::: Input data :::

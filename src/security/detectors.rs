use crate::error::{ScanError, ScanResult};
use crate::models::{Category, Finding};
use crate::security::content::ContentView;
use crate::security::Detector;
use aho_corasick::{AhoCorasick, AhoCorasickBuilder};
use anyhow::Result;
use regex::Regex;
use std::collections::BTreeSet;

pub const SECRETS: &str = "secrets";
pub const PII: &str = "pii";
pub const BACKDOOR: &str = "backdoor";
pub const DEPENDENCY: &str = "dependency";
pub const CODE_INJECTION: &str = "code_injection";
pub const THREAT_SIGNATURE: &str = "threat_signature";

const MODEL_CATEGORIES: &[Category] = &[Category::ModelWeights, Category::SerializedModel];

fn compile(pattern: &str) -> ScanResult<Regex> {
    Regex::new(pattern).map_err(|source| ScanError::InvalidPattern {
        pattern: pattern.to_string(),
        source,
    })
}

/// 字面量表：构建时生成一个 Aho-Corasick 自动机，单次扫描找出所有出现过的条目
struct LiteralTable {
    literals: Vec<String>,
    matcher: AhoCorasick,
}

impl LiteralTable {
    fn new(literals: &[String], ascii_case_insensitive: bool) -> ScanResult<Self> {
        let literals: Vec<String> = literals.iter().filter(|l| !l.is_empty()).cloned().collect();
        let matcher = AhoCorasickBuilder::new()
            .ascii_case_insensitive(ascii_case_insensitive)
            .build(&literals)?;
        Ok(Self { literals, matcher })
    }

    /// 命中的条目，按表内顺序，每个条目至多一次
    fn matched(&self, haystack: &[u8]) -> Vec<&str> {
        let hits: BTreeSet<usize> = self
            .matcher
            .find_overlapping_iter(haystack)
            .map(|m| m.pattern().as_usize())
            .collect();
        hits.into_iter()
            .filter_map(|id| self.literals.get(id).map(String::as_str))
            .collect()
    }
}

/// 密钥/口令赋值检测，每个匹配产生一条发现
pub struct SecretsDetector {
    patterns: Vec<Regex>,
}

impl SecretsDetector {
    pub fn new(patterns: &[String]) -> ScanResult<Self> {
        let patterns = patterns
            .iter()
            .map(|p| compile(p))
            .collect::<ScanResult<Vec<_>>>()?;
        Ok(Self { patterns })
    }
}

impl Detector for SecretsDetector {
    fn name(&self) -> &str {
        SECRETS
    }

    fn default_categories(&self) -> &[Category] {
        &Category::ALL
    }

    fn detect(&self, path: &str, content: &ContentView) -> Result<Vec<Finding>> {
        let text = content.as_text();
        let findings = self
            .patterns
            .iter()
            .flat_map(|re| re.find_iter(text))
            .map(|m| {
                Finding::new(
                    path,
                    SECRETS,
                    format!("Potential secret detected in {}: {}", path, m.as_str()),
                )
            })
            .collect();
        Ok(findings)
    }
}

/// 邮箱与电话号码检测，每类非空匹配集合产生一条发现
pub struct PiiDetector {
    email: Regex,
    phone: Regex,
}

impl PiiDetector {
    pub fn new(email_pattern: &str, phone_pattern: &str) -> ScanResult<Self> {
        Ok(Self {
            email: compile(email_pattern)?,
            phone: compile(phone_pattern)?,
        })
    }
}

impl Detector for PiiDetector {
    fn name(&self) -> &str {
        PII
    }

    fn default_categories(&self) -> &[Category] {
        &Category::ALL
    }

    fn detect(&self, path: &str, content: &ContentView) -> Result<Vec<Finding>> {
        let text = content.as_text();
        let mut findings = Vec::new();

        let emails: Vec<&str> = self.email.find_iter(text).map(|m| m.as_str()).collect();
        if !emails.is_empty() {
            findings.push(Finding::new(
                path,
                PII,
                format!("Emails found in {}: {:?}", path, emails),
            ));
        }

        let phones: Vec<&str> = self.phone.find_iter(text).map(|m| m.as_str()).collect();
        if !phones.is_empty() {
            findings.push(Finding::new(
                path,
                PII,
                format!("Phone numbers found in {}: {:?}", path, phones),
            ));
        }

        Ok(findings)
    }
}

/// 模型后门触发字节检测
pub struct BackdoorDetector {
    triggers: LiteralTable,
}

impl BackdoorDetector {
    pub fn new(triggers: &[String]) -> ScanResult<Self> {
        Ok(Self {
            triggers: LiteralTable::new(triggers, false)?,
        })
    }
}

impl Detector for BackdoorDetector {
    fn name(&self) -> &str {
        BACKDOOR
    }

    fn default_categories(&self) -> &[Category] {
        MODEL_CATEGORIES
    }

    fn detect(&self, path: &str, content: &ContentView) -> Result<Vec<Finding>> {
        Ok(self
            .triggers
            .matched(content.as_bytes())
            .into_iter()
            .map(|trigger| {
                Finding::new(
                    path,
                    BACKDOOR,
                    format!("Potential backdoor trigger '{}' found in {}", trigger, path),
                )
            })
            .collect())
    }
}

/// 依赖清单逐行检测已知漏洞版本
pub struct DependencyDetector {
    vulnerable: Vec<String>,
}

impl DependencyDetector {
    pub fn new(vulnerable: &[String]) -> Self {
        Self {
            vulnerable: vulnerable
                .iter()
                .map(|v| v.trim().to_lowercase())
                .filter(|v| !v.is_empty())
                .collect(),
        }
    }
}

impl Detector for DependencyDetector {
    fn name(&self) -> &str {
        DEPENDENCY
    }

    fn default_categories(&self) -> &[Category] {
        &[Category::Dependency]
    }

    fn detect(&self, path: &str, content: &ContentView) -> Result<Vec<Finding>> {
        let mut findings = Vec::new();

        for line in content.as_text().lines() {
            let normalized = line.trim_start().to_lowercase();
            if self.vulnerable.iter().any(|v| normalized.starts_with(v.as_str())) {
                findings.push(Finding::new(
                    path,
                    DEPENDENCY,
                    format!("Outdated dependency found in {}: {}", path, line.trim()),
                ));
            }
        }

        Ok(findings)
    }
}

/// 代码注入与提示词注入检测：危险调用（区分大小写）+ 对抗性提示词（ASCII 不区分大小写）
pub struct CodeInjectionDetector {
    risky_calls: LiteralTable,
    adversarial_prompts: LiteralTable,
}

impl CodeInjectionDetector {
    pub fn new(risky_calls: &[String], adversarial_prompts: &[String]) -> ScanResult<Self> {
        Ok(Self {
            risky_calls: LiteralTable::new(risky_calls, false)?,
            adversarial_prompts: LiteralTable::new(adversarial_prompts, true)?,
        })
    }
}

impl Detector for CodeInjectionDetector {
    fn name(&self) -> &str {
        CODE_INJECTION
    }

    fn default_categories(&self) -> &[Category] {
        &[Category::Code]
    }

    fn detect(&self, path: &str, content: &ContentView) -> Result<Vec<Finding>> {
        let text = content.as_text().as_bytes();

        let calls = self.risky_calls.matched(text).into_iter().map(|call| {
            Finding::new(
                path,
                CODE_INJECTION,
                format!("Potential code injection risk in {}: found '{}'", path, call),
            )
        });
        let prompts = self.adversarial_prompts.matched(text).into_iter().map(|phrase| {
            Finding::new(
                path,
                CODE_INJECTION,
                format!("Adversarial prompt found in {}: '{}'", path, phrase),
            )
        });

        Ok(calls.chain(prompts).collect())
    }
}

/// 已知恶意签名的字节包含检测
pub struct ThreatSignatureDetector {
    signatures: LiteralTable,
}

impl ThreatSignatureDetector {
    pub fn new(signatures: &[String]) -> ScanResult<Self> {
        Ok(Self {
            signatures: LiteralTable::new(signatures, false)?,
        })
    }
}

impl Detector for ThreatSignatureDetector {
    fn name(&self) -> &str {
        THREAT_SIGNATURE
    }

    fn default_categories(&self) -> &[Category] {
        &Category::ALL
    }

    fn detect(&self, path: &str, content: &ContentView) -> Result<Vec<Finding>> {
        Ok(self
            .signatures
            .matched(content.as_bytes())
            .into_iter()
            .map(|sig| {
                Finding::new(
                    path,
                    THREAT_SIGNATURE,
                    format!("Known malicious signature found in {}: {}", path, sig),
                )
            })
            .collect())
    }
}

:::
::: Input data :::

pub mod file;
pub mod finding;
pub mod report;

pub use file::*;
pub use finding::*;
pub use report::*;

:::
::: Input data :::

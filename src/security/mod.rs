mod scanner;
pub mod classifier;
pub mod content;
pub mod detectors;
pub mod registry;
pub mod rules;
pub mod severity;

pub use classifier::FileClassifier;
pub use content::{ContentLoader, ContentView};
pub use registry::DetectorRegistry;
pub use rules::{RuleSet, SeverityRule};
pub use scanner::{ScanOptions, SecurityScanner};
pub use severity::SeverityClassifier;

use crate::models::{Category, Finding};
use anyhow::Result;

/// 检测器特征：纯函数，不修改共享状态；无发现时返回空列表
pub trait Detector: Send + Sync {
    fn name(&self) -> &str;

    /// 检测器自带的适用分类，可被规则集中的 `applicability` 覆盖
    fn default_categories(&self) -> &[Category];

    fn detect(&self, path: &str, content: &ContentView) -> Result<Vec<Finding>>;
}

:::

● **Problem details**
Wherever the word "literals" appears in the data, return the whole line.

● **Task answer**
    literals: Vec<String>,
    fn new(literals: &[String], ascii_case_insensitive: bool) -> ScanResult<Self> {
        let literals: Vec<String> = literals.iter().filter(|l| !l.is_empty()).cloned().collect();
            .build(&literals)?;
        Ok(Self { literals, matcher })
            .filter_map(|id| self.literals.get(id).map(String::as_str))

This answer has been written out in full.